Core Concepts
Interactive visualizations help users identify and select images where computer vision models struggle, leading to improved performance.
Abstract
The study focuses on how interactive visualizations can assist in finding samples where computer vision models make mistakes. The authors present two interactive visualizations within the Sprite system for creating CV classification and detection models. These visualizations aim to help users identify and select images where a model is struggling, ultimately improving its performance. The study involved a usability test comparing baseline conditions with visualization conditions, showing that participants using the visualizations found more diverse examples of model errors.

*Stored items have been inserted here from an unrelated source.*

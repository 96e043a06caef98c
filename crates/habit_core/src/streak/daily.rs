//! Daily contiguity: each success must land on the day after the last one.

use super::Progress;
use crate::day::{add_days, CanonicalDay};

pub fn progress(last: Option<CanonicalDay>, day: CanonicalDay) -> Progress {
    match last {
        None => Progress::Restart,
        Some(last) if last == day => Progress::Unchanged,
        Some(last) if add_days(last, 1) == Some(day) => Progress::Extend,
        Some(_) => Progress::Restart,
    }
}
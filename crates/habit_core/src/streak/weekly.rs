//! Weekday-set contiguity.
//!
//! Only scheduled weekdays count. A success extends the run when it lands on
//! the first scheduled weekday after the last counted one, so no scheduled
//! occurrence was skipped in between.

use super::Progress;
use crate::day::{add_days, weekday_index, CanonicalDay};
use std::collections::BTreeSet;

pub fn is_scheduled(days_of_week: &BTreeSet<u8>, day: CanonicalDay) -> bool {
    days_of_week.contains(&weekday_index(day))
}

/// First scheduled day strictly after `day`, within one week.
pub fn next_scheduled_after(days_of_week: &BTreeSet<u8>, day: CanonicalDay) -> Option<CanonicalDay> {
    (1..=7)
        .filter_map(|offset| add_days(day, offset))
        .find(|candidate| is_scheduled(days_of_week, *candidate))
}

pub fn progress(
    days_of_week: &BTreeSet<u8>,
    last: Option<CanonicalDay>,
    day: CanonicalDay,
) -> Progress {
    if !is_scheduled(days_of_week, day) {
        return Progress::Unchanged;
    }
    match last {
        None => Progress::Restart,
        Some(last) if last == day => Progress::Unchanged,
        Some(last) if next_scheduled_after(days_of_week, last) == Some(day) => Progress::Extend,
        Some(_) => Progress::Restart,
    }
}
//! Habit tracking domain model.
//!
//! # Responsibility
//! - Define habits, their recurrence rules and per-day check-in entries.
//! - Own field-level validation shared by repositories and services.
//!
//! # Invariants
//! - Every habit and entry is identified by a stable UUID.
//! - Archiving is a soft delete; habits and entries are never hard-deleted.

use chrono::{DateTime, SubsecRound, Utc};
use thiserror::Error;

pub mod entry;
pub mod habit;

/// Text value that does not name a known enum variant.
#[derive(Debug, Clone, PartialEq, Eq, Error)]
#[error("unknown {kind} `{value}`")]
pub struct UnknownVariant {
    pub kind: &'static str,
    pub value: String,
}

impl UnknownVariant {
    pub(crate) fn new(kind: &'static str, value: &str) -> Self {
        Self {
            kind,
            value: value.to_string(),
        }
    }
}

/// Trims optional free text and collapses blank values to `None`.
pub(crate) fn trim_optional(value: Option<String>) -> Option<String> {
    value
        .map(|text| text.trim().to_string())
        .filter(|text| !text.is_empty())
}

/// Current time at the millisecond precision timestamps are stored with.
pub(crate) fn now_millis() -> DateTime<Utc> {
    Utc::now().trunc_subsecs(3)
}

Results indicated that the visualizations enhanced user performance in identifying challenging images and led to significantly higher usability scores.
Stats
Participants captured images per error pattern on average was higher in the visualization (M = 20.27, SD = 16.14) than in the baseline condition (M = 6.36, SD = 7.59).
Participants captured images during the task that led to a particular error pattern on average was higher in the visualization (M = 5.63, SD = 2.46) than in the baseline condition (M = 3.63, SD = 2.5).
For the detection task, participants captured images per error pattern on average was higher in the visualization condition (M = 32.45, SD = 32.81) than in the baseline (M = 14.45, SD = 15.37).
Participants captured images during the task that led to a particular error pattern on average was higher in the visualization (M = 6.36, SD = 3.13) than in the baseline condition (M = 4.27, SD = 2.49).
Quotes
"Our results showed that participants in visualization condition found more images that contained prediction errors and more variety of error patterns for both classification and detection tasks."
"Participants using interactive visualizations can better assess a model’s prediction patterns globally and locally."